Content hash generates a SHA-256 hash of the event's payload, excluding metadata like timestamps and event IDs. Use this when the same logical operation might produce different event IDs but identical content.

Custom allows the caller to provide an arbitrary key. Useful when idempotency depends on business logic (e.g., "one execution per user per minute").

    def _generate_key(
        self, event: BaseEvent, key_strategy: KeyStrategy, custom_key: str | None = None, fields: set[str] | None = None
    ) -> str:
        if key_strategy == KeyStrategy.EVENT_BASED:
            key = f"{event.event_type}:{event.event_id}"
        elif key_strategy == KeyStrategy.CONTENT_HASH:
            event_dict = event.model_dump(mode="json")
            event_dict.pop("event_id", None)
            event_dict.pop("timestamp", None)
            event_dict.pop("metadata", None)
            if fields:
                event_dict = {k: v for k, v in event_dict.items() if k in fields}
            content = json.dumps(event_dict, sort_keys=True)
            key = hashlib.sha256(content.encode()).hexdigest()
        elif key_strategy == KeyStrategy.CUSTOM and custom_key:
            key = f"{event.event_type}:{custom_key}"
        else:
            raise ValueError(f"Invalid key strategy: {key_strategy}")
        return f"{self.config.key_prefix}:{key}"

Status Lifecycle

Each idempotency record transitions through defined states:

class IdempotencyStatus(StringEnum):
    PROCESSING = "processing"
    COMPLETED = "completed"
    FAILED = "failed"

When an event arrives, the manager checks for an existing key. If none exists, it creates a record in PROCESSING state and returns control to the handler. On success, the record moves to COMPLETED; on error, to FAILED. Both terminal states block duplicate processing for the TTL duration.

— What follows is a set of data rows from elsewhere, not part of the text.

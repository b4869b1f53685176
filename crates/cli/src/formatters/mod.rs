//! Output formatters for resolved constants.
//!
//! Responsibilities:
//! - Provide multiple output formats: env, JSON, YAML, and PHP `define()` lines.
//! - Keep constants in definition order in every format.
//!
//! Does NOT handle:
//! - Direct printing to stdout (returns formatted strings).
//! - Deciding whether secrets are shown (callers pass redacted constants).
//!
//! Invariants:
//! - Booleans stay booleans in JSON/YAML/PHP and print as `true`/`false` in env output.
//! - Every format ends with a trailing newline.

use anyhow::Result;
use clap::ValueEnum;
use serde::ser::{Serialize, Serializer};
use wp_env_config::ConstantValue;

mod dotenv;
mod json;
mod php;
mod yaml;

pub use dotenv::EnvFormatter;
pub use json::JsonFormatter;
pub use php::PhpFormatter;
pub use yaml::YamlFormatter;

/// Supported output formats.
#[derive(Debug, Clone, Copy, PartialEq, Eq, ValueEnum)]
pub enum OutputFormat {
    /// `NAME=value` lines, shell-quoted where needed
    Env,
    Json,
    Yaml,
    /// `define('NAME', value);` lines
    Php,
}

/// Ordered constant set as produced by `Config::constants()`.
pub type Constants = [(&'static str, ConstantValue)];

/// Formatter trait for different output types.
pub trait Formatter {
    /// Format the full constant set.
    fn format_constants(&self, constants: &Constants) -> Result<String>;
}

/// Serializes constants as a map without reordering them.
pub(crate) struct ConstantMap<'a>(pub &'a Constants);

impl Serialize for ConstantMap<'_> {
    fn serialize<S: Serializer>(&self, serializer: S) -> Result<S::Ok, S::Error> {
        serializer.collect_map(self.0.iter().map(|(name, value)| (*name, value)))
    }
}

/// Get a formatter for the given format.
pub fn get_formatter(format: OutputFormat) -> Box<dyn Formatter> {
    match format {
        OutputFormat::Env => Box::new(EnvFormatter),
        OutputFormat::Json => Box::new(JsonFormatter),
        OutputFormat::Yaml => Box::new(YamlFormatter),
        OutputFormat::Php => Box::new(PhpFormatter),
    }
}

#[cfg(test)]
mod tests;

If a key is found in PROCESSING state but has exceeded the processing timeout (default 5 minutes), the manager assumes the previous processor crashed and allows a retry.

Handler Integration

Event handlers use the with_idempotency helper in events/handlers.py to wrap handler execution with automatic duplicate detection. The helper checks and reserves the key, runs the handler, then marks the result as completed or failed:

async def with_idempotency(
        event: DomainEvent,
        handler: Callable[..., Awaitable[None]],
        idem: IdempotencyManager,
        key_strategy: KeyStrategy,
        ttl_seconds: int,
        logger: structlog.stdlib.BoundLogger,
) -> None:
    """Run *handler* inside an idempotency guard (check -> execute -> mark)."""
    result = await idem.check_and_reserve(
        event=event, key_strategy=key_strategy, ttl_seconds=ttl_seconds,
    )
    if result.is_duplicate:
        logger.info(f"Duplicate event: {event.event_type} ({event.event_id})")
        return
    try:
        await handler(event)
        await idem.mark_completed(event=event, key_strategy=key_strategy)
    except Exception as e:
        await idem.mark_failed(
            event=event, error=str(e), key_strategy=key_strategy,
        )
        raise

IdempotencyManager is injected via Dishka into each worker's handler registrations. The saga orchestrator skips idempotency since saga steps have their own deduplication logic.

Redis Storage

Idempotency records are stored in Redis with automatic TTL expiration. The SET NX EX command provides atomic reservation—if two processes race to claim the same key, only one succeeds:

    async def insert_processing(self, record: IdempotencyRecord) -> None:
        k = self._full_key(record.key)
        doc = self._record_to_doc(record)
        # SET NX with EX for atomic reservation
        ok = await self._r.set(k, json.dumps(doc, default=_json_default), ex=record.ttl_seconds, nx=True)
        if not ok:
            # Mirror Mongo behavior so manager's DuplicateKeyError path is reused
            raise DuplicateKeyError("Key already exists")

Configuration

Parameter Default Description
key_prefix idempotency Redis key namespace
default_ttl_seconds 3600 How long completed keys are retained
processing_timeout_seconds 300 When to assume a processor crashed
enable_result_caching true Store handler results for duplicates
max_result_size_bytes 1048576 Maximum cached result size (1MB)
class IdempotencyConfig(BaseModel):
    key_prefix: str = "idempotency"
    default_ttl_seconds: int = 3600
    processing_timeout_seconds: int = 300
    enable_result_caching: bool = True
    max_result_size_bytes: int = 1048576

Result Caching

When enable_result_caching is true, the manager stores the handler's result JSON alongside the completion status. Subsequent duplicates can return the cached result without re-executing the handler. This is useful for idempotent queries where the response should be consistent.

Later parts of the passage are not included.